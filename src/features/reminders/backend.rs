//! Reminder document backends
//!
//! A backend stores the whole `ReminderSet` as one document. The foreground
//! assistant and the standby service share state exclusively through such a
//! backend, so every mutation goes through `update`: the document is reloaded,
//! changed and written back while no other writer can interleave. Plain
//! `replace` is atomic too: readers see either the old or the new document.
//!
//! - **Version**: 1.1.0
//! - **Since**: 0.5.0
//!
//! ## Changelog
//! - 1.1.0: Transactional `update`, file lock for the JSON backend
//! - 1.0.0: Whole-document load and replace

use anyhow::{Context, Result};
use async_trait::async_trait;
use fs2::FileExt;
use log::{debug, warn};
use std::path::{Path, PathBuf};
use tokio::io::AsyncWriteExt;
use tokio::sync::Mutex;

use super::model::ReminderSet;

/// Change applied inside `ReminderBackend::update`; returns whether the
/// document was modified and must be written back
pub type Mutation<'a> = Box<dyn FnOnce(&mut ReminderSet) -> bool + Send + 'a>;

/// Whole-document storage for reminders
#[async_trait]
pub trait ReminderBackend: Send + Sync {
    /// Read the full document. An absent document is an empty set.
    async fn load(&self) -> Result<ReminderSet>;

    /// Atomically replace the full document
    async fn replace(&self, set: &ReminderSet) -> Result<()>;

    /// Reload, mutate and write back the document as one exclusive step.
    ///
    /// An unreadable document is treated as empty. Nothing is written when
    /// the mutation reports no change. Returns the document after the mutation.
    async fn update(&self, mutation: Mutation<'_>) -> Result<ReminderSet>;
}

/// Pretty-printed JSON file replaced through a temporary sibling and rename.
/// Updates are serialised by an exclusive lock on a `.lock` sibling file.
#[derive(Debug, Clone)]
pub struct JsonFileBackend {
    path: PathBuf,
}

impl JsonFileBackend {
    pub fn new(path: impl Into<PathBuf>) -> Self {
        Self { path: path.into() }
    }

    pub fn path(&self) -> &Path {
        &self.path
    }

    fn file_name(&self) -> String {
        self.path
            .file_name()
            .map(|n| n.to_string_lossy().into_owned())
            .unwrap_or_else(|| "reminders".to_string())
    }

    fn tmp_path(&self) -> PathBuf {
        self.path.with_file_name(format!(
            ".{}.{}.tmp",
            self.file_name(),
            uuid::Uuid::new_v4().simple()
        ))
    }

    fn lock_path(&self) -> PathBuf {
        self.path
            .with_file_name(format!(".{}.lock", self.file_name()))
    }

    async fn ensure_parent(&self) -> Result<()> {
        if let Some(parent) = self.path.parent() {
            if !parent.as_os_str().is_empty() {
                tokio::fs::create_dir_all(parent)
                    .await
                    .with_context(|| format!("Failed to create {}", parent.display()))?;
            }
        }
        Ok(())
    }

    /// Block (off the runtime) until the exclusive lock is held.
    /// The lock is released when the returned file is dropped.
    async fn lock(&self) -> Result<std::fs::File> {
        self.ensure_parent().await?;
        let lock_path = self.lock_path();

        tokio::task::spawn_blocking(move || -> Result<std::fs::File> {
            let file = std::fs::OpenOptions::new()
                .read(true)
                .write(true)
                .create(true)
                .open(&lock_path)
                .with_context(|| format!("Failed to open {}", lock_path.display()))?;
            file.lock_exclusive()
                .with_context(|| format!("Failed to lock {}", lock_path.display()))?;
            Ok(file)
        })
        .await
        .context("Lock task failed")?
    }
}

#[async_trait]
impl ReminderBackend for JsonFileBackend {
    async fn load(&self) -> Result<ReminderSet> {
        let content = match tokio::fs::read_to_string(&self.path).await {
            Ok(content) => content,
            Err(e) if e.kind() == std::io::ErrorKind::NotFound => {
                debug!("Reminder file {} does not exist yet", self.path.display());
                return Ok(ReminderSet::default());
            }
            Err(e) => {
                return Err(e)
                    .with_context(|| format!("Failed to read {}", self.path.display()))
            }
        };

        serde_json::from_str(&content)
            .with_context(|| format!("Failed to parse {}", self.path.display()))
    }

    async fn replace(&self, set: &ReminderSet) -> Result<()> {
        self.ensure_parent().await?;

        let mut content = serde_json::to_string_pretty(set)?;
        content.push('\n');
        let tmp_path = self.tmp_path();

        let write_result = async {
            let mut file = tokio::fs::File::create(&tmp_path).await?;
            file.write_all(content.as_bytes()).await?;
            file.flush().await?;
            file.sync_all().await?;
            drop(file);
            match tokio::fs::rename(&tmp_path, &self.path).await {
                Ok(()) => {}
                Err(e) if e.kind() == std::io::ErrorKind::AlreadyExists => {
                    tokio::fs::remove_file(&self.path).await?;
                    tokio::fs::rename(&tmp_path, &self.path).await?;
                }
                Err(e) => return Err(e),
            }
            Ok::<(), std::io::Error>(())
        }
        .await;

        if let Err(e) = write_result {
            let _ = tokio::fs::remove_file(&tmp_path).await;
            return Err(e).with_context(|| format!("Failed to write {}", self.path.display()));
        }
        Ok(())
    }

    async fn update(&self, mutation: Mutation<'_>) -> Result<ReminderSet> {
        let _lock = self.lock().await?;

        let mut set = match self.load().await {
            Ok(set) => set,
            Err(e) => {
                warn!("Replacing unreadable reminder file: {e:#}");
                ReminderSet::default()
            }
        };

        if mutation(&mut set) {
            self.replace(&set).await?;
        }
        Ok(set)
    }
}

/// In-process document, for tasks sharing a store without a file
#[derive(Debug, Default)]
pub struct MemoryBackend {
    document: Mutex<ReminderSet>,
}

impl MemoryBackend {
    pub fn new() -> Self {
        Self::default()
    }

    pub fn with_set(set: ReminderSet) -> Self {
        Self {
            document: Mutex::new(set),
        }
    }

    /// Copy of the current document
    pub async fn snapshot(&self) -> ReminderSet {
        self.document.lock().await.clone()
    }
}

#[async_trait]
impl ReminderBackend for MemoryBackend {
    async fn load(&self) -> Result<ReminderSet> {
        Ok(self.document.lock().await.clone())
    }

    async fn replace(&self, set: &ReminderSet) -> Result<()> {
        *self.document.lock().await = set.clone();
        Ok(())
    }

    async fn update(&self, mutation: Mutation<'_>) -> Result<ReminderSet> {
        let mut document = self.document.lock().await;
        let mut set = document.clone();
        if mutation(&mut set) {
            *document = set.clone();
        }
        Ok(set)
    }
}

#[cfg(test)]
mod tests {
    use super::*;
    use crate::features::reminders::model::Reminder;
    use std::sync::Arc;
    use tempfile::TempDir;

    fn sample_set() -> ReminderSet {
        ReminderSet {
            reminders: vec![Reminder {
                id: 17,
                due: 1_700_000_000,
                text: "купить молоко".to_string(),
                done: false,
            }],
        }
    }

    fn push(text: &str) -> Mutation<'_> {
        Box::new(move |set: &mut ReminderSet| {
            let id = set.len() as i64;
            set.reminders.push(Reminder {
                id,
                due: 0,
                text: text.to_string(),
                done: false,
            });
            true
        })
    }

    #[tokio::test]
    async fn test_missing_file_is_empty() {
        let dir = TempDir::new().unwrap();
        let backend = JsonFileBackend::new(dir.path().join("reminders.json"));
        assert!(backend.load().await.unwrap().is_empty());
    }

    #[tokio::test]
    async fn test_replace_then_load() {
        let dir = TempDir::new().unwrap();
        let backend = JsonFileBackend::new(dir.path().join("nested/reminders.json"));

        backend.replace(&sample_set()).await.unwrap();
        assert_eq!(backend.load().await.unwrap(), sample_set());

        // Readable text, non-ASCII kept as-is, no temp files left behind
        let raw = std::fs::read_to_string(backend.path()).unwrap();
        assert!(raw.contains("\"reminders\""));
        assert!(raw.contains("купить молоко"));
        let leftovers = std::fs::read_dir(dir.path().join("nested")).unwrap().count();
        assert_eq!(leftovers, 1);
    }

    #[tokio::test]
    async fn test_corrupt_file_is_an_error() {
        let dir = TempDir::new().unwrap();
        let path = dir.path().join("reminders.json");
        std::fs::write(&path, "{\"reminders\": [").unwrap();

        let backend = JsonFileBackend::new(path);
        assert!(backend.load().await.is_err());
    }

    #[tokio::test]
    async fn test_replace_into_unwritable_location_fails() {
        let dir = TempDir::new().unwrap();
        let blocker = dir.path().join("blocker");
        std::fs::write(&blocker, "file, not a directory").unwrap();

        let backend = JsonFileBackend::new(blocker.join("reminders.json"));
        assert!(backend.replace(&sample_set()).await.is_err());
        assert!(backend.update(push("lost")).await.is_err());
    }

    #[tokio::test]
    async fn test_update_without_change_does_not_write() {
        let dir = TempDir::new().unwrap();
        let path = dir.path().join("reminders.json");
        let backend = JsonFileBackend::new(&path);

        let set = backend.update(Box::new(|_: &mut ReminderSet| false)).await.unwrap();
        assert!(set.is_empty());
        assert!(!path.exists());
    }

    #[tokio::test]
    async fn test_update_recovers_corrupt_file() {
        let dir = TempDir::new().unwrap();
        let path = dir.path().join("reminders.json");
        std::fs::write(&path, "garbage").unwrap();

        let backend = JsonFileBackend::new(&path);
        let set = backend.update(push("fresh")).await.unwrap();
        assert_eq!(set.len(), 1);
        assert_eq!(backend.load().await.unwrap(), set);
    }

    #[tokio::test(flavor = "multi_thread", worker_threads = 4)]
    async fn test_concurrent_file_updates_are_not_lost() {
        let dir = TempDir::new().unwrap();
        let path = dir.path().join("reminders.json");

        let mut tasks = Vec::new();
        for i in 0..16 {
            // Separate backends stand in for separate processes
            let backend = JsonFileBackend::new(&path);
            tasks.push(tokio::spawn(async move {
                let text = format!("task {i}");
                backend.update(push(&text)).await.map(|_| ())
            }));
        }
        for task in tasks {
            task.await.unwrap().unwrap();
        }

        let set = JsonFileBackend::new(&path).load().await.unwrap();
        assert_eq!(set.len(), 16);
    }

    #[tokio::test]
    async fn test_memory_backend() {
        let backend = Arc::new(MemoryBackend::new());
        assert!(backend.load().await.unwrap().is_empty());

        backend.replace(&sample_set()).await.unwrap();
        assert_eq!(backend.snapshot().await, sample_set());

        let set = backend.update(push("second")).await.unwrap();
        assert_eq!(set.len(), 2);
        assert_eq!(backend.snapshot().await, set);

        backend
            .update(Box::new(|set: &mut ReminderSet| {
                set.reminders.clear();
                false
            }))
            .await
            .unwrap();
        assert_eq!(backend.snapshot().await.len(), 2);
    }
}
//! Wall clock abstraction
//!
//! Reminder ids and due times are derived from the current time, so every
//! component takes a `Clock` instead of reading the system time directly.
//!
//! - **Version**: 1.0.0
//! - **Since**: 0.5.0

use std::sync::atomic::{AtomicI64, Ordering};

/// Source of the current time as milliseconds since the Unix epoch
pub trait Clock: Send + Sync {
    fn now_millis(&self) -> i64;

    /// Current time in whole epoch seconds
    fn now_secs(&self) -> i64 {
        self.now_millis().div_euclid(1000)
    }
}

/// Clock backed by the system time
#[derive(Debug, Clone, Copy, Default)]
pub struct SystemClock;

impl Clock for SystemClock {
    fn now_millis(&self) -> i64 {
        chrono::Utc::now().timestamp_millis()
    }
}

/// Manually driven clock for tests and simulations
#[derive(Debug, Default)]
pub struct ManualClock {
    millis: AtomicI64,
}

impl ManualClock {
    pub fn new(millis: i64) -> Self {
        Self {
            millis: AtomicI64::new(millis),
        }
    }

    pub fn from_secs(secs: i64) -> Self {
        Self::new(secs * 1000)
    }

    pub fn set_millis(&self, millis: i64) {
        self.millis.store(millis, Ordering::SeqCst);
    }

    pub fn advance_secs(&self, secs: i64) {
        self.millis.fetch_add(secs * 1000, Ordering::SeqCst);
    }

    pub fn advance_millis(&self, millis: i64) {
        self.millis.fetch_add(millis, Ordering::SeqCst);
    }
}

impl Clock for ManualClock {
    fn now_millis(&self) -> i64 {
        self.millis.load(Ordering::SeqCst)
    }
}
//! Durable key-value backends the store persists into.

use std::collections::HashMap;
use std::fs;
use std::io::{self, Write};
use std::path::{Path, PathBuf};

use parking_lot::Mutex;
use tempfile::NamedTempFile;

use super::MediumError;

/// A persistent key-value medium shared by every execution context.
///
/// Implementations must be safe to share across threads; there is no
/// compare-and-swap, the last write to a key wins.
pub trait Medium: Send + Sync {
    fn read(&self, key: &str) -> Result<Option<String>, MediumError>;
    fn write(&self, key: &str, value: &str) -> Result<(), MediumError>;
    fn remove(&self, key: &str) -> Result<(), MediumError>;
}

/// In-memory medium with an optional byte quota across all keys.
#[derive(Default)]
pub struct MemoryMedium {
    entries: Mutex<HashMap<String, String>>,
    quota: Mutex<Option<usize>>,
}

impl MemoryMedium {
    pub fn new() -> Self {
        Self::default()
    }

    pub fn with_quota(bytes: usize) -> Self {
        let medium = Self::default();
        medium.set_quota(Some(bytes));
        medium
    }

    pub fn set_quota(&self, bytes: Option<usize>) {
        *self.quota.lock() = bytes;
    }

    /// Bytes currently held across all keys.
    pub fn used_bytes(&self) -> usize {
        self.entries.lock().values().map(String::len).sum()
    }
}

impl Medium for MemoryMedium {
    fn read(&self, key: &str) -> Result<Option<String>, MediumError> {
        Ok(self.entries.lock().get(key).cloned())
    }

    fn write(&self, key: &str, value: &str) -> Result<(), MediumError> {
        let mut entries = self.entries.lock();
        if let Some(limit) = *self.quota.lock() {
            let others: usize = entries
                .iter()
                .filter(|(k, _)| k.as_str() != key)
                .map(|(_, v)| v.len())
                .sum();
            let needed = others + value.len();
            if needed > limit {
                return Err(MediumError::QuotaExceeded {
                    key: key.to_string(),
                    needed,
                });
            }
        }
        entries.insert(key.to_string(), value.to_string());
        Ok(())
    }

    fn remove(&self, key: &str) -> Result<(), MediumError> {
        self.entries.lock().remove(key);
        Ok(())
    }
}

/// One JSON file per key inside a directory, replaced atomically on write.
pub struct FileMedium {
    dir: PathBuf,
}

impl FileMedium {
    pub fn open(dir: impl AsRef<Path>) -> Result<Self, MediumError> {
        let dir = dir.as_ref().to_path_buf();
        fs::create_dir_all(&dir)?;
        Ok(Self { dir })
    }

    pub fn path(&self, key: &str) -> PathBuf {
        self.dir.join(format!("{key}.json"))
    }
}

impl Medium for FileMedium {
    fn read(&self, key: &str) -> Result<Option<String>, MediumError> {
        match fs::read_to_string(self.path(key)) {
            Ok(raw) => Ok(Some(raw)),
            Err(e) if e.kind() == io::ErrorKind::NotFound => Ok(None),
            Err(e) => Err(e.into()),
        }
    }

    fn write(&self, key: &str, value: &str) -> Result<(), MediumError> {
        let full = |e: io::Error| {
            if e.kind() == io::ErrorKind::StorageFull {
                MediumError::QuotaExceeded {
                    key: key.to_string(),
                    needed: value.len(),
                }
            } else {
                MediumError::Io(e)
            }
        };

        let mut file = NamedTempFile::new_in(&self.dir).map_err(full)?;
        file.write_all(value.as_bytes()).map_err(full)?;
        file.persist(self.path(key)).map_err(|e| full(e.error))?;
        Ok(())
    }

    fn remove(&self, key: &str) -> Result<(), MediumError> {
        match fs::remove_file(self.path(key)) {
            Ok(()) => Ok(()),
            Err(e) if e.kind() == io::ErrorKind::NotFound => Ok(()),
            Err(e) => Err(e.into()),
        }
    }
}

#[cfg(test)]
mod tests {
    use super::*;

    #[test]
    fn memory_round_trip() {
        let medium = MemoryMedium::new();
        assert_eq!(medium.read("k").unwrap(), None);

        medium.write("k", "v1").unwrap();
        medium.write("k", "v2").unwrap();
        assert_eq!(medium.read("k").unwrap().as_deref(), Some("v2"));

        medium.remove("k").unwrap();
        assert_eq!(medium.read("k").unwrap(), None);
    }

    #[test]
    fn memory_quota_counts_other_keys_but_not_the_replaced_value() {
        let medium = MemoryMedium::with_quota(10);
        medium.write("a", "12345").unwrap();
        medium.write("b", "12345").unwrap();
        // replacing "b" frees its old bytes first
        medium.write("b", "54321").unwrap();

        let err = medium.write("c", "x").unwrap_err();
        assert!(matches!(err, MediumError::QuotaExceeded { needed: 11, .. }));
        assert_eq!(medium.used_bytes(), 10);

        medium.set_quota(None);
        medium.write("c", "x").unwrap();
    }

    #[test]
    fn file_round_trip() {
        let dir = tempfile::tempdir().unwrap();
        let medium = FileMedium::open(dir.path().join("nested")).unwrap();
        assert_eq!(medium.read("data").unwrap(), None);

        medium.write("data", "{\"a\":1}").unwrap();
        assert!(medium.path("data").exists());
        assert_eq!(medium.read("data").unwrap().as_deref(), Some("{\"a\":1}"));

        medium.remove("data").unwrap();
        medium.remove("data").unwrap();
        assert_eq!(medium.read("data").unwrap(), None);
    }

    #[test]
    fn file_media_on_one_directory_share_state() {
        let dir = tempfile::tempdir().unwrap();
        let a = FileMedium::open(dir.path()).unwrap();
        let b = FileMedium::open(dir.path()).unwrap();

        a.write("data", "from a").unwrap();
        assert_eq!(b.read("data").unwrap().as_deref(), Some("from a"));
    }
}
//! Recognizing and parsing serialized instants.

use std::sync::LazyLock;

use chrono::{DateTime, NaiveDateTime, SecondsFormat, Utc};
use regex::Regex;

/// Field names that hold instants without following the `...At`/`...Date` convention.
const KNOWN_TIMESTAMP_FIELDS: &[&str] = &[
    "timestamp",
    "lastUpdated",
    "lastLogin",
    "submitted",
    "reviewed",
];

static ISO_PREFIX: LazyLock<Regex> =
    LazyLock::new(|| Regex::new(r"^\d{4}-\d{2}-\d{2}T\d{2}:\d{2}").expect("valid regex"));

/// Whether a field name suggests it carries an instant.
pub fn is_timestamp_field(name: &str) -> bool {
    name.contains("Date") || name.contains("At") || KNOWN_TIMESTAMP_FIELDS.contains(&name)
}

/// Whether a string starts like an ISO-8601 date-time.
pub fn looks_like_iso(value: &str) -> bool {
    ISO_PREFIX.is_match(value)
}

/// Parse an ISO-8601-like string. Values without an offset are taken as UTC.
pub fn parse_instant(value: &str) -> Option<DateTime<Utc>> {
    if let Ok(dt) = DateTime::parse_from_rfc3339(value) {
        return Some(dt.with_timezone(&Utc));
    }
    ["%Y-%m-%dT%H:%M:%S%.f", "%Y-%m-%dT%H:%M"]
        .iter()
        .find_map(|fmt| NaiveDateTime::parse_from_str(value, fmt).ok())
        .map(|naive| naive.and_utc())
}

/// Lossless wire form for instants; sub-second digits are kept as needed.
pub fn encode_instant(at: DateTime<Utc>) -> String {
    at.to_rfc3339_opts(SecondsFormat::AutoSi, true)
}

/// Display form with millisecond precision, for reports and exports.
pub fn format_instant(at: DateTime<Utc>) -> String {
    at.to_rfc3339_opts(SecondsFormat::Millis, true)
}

* * * * *

> _TASK GOAL_: Go over the listing above and return each line with "usize".

> _REPLY_:
    quota: Mutex<Option<usize>>,
    pub fn with_quota(bytes: usize) -> Self {
    pub fn set_quota(&self, bytes: Option<usize>) {
    pub fn used_bytes(&self) -> usize {
            let others: usize = entries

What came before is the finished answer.